Give back the data below exactly, with every line kept the same.

Given records START

use crate::config::GameConfig;
use crate::error::{ConfigError, SimWarning};
use crate::pipes::PipeField;
use rand::Rng;
use serde::{Deserialize, Serialize};

/// Sensor inputs, in order: bird height, bird velocity,
/// distance to the next pipe, that pipe's gap centre
pub const NUM_INPUTS: usize = 4;

/// Input weights followed by a single bias
pub const GENOME_SIZE: usize = NUM_INPUTS + 1;

/// Expected range of each normalized sensor; values outside are clamped
const SENSOR_RANGES: [(f32, f32); NUM_INPUTS] =
    [(0.0, 1.0), (-1.0, 1.0), (-1.0, 1.0), (0.0, 1.0)];

/// Weights and bias of a single-layer perceptron
#[derive(Clone, Debug, PartialEq, Serialize, Deserialize)]
#[serde(try_from = "Vec<f32>", into = "Vec<f32>")]
pub struct Genome {
    pub(crate) weights: Vec<f32>,
}

impl Genome {
    /// Build from raw parameters; the length must be exactly [`GENOME_SIZE`]
    pub fn from_weights(weights: Vec<f32>) -> Result<Self, ConfigError> {
        if weights.len() != GENOME_SIZE {
            return Err(ConfigError::GenomeLength {
                expected: GENOME_SIZE,
                actual: weights.len(),
            });
        }
        Ok(Self { weights })
    }

    /// Random weights in [-weight_span, weight_span], bias in [-bias_span, bias_span]
    pub fn random(rng: &mut impl Rng, weight_span: f32, bias_span: f32) -> Self {
        let mut weights: Vec<f32> = (0..NUM_INPUTS)
            .map(|_| sample_span(rng, weight_span))
            .collect();
        weights.push(sample_span(rng, bias_span));
        Self { weights }
    }

    pub fn weights(&self) -> &[f32] {
        &self.weights
    }

    pub fn bias(&self) -> f32 {
        self.weights[NUM_INPUTS]
    }
}

impl TryFrom<Vec<f32>> for Genome {
    type Error = ConfigError;

    fn try_from(weights: Vec<f32>) -> Result<Self, Self::Error> {
        Self::from_weights(weights)
    }
}

impl From<Genome> for Vec<f32> {
    fn from(genome: Genome) -> Self {
        genome.weights
    }
}

fn sample_span(rng: &mut impl Rng, span: f32) -> f32 {
    if span > 0.0 {
        rng.gen_range(-span..=span)
    } else {
        0.0
    }
}

fn sigmoid(x: f32) -> f32 {
    1.0 / (1.0 + (-x).exp())
}

/// Flap controller driven by a genome
#[derive(Clone, Debug, PartialEq)]
pub struct NeuralController {
    genome: Genome,
}

impl NeuralController {
    pub fn new(genome: Genome) -> Self {
        Self { genome }
    }

    #[cfg(test)]
    pub fn genome(&self) -> &Genome {
        &self.genome
    }

    /// Weighted sum plus bias, squashed through the logistic function
    pub fn activation(&self, inputs: &[f32; NUM_INPUTS]) -> f32 {
        let w = self.genome.weights();
        let sum: f32 = inputs.iter().zip(w).map(|(x, w)| x * w).sum();
        // exp overflows well before 500, keep the sigmoid finite
        sigmoid((sum + self.genome.bias()).clamp(-500.0, 500.0))
    }

    /// Flap iff the activation exceeds one half
    pub fn decide(&self, inputs: &[f32; NUM_INPUTS]) -> bool {
        self.activation(inputs) > 0.5
    }
}

/// Normalized sensor vector plus any clamping that happened while building it
#[derive(Clone, Debug)]
pub struct Sensors {
    pub inputs: [f32; NUM_INPUTS],
    pub warnings: Vec<SimWarning>,
}

/// Read the four sensors for a bird at (`x`, `y`) moving at `vel`.
///
///   0: y / screen height
///   1: velocity / max fall speed
///   2: (next pipe x - bird x) / screen width, 1.0 with no pipe ahead
///   3: next gap centre / screen height, 0.5 with no pipe ahead
pub fn sense(x: f32, y: f32, vel: f32, pipes: &PipeField, cfg: &GameConfig) -> Sensors {
    let (distance, gap) = match pipes.nearest_ahead(x, cfg.sensor_lookbehind) {
        Some(pipe) => (
            (pipe.x - x) / cfg.screen_width,
            pipe.gap_center / cfg.screen_height,
        ),
        None => (1.0, 0.5),
    };

    let raw = [
        y / cfg.screen_height,
        vel / cfg.max_fall_speed,
        distance,
        gap,
    ];

    let mut inputs = [0.0; NUM_INPUTS];
    let mut warnings = Vec::new();
    for (index, (&value, &(lo, hi))) in raw.iter().zip(&SENSOR_RANGES).enumerate() {
        let clamped = value.clamp(lo, hi);
        if clamped != value {
            tracing::trace!(index, value, "sensor clamped");
            warnings.push(SimWarning::SensorRange { index, value });
        }
        inputs[index] = clamped;
    }

    Sensors { inputs, warnings }
}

Given records END

_Answer to this exercise_.
use crate::config::GameConfig;
use crate::error::{ConfigError, SimWarning};
use crate::pipes::PipeField;
use rand::Rng;
use serde::{Deserialize, Serialize};

/// Sensor inputs, in order: bird height, bird velocity,
/// distance to the next pipe, that pipe's gap centre
pub const NUM_INPUTS: usize = 4;

/// Input weights followed by a single bias
pub const GENOME_SIZE: usize = NUM_INPUTS + 1;

/// Expected range of each normalized sensor; values outside are clamped
const SENSOR_RANGES: [(f32, f32); NUM_INPUTS] =
    [(0.0, 1.0), (-1.0, 1.0), (-1.0, 1.0), (0.0, 1.0)];

/// Weights and bias of a single-layer perceptron
#[derive(Clone, Debug, PartialEq, Serialize, Deserialize)]
#[serde(try_from = "Vec<f32>", into = "Vec<f32>")]
pub struct Genome {
    pub(crate) weights: Vec<f32>,
}

impl Genome {
    /// Build from raw parameters; the length must be exactly [`GENOME_SIZE`]
    pub fn from_weights(weights: Vec<f32>) -> Result<Self, ConfigError> {
        if weights.len() != GENOME_SIZE {
            return Err(ConfigError::GenomeLength {
                expected: GENOME_SIZE,
                actual: weights.len(),
            });
        }
        Ok(Self { weights })
    }

    /// Random weights in [-weight_span, weight_span], bias in [-bias_span, bias_span]
    pub fn random(rng: &mut impl Rng, weight_span: f32, bias_span: f32) -> Self {
        let mut weights: Vec<f32> = (0..NUM_INPUTS)
            .map(|_| sample_span(rng, weight_span))
            .collect();
        weights.push(sample_span(rng, bias_span));
        Self { weights }
    }

    pub fn weights(&self) -> &[f32] {
        &self.weights
    }

    pub fn bias(&self) -> f32 {
        self.weights[NUM_INPUTS]
    }
}

impl TryFrom<Vec<f32>> for Genome {
    type Error = ConfigError;

    fn try_from(weights: Vec<f32>) -> Result<Self, Self::Error> {
        Self::from_weights(weights)
    }
}

impl From<Genome> for Vec<f32> {
    fn from(genome: Genome) -> Self {
        genome.weights
    }
}

fn sample_span(rng: &mut impl Rng, span: f32) -> f32 {
    if span > 0.0 {
        rng.gen_range(-span..=span)
    } else {
        0.0
    }
}

fn sigmoid(x: f32) -> f32 {
    1.0 / (1.0 + (-x).exp())
}

/// Flap controller driven by a genome
#[derive(Clone, Debug, PartialEq)]
pub struct NeuralController {
    genome: Genome,
}

impl NeuralController {
    pub fn new(genome: Genome) -> Self {
        Self { genome }
    }

    #[cfg(test)]
    pub fn genome(&self) -> &Genome {
        &self.genome
    }

    /// Weighted sum plus bias, squashed through the logistic function
    pub fn activation(&self, inputs: &[f32; NUM_INPUTS]) -> f32 {
        let w = self.genome.weights();
        let sum: f32 = inputs.iter().zip(w).map(|(x, w)| x * w).sum();
        // exp overflows well before 500, keep the sigmoid finite
        sigmoid((sum + self.genome.bias()).clamp(-500.0, 500.0))
    }

    /// Flap iff the activation exceeds one half
    pub fn decide(&self, inputs: &[f32; NUM_INPUTS]) -> bool {
        self.activation(inputs) > 0.5
    }
}

/// Normalized sensor vector plus any clamping that happened while building it
#[derive(Clone, Debug)]
pub struct Sensors {
    pub inputs: [f32; NUM_INPUTS],
    pub warnings: Vec<SimWarning>,
}

/// Read the four sensors for a bird at (`x`, `y`) moving at `vel`.
///
///   0: y / screen height
///   1: velocity / max fall speed
///   2: (next pipe x - bird x) / screen width, 1.0 with no pipe ahead
///   3: next gap centre / screen height, 0.5 with no pipe ahead
pub fn sense(x: f32, y: f32, vel: f32, pipes: &PipeField, cfg: &GameConfig) -> Sensors {
    let (distance, gap) = match pipes.nearest_ahead(x, cfg.sensor_lookbehind) {
        Some(pipe) => (
            (pipe.x - x) / cfg.screen_width,
            pipe.gap_center / cfg.screen_height,
        ),
        None => (1.0, 0.5),
    };

    let raw = [
        y / cfg.screen_height,
        vel / cfg.max_fall_speed,
        distance,
        gap,
    ];

    let mut inputs = [0.0; NUM_INPUTS];
    let mut warnings = Vec::new();
    for (index, (&value, &(lo, hi))) in raw.iter().zip(&SENSOR_RANGES).enumerate() {
        let clamped = value.clamp(lo, hi);
        if clamped != value {
            tracing::trace!(index, value, "sensor clamped");
            warnings.push(SimWarning::SensorRange { index, value });
        }
        inputs[index] = clamped;
    }

    Sensors { inputs, warnings }
}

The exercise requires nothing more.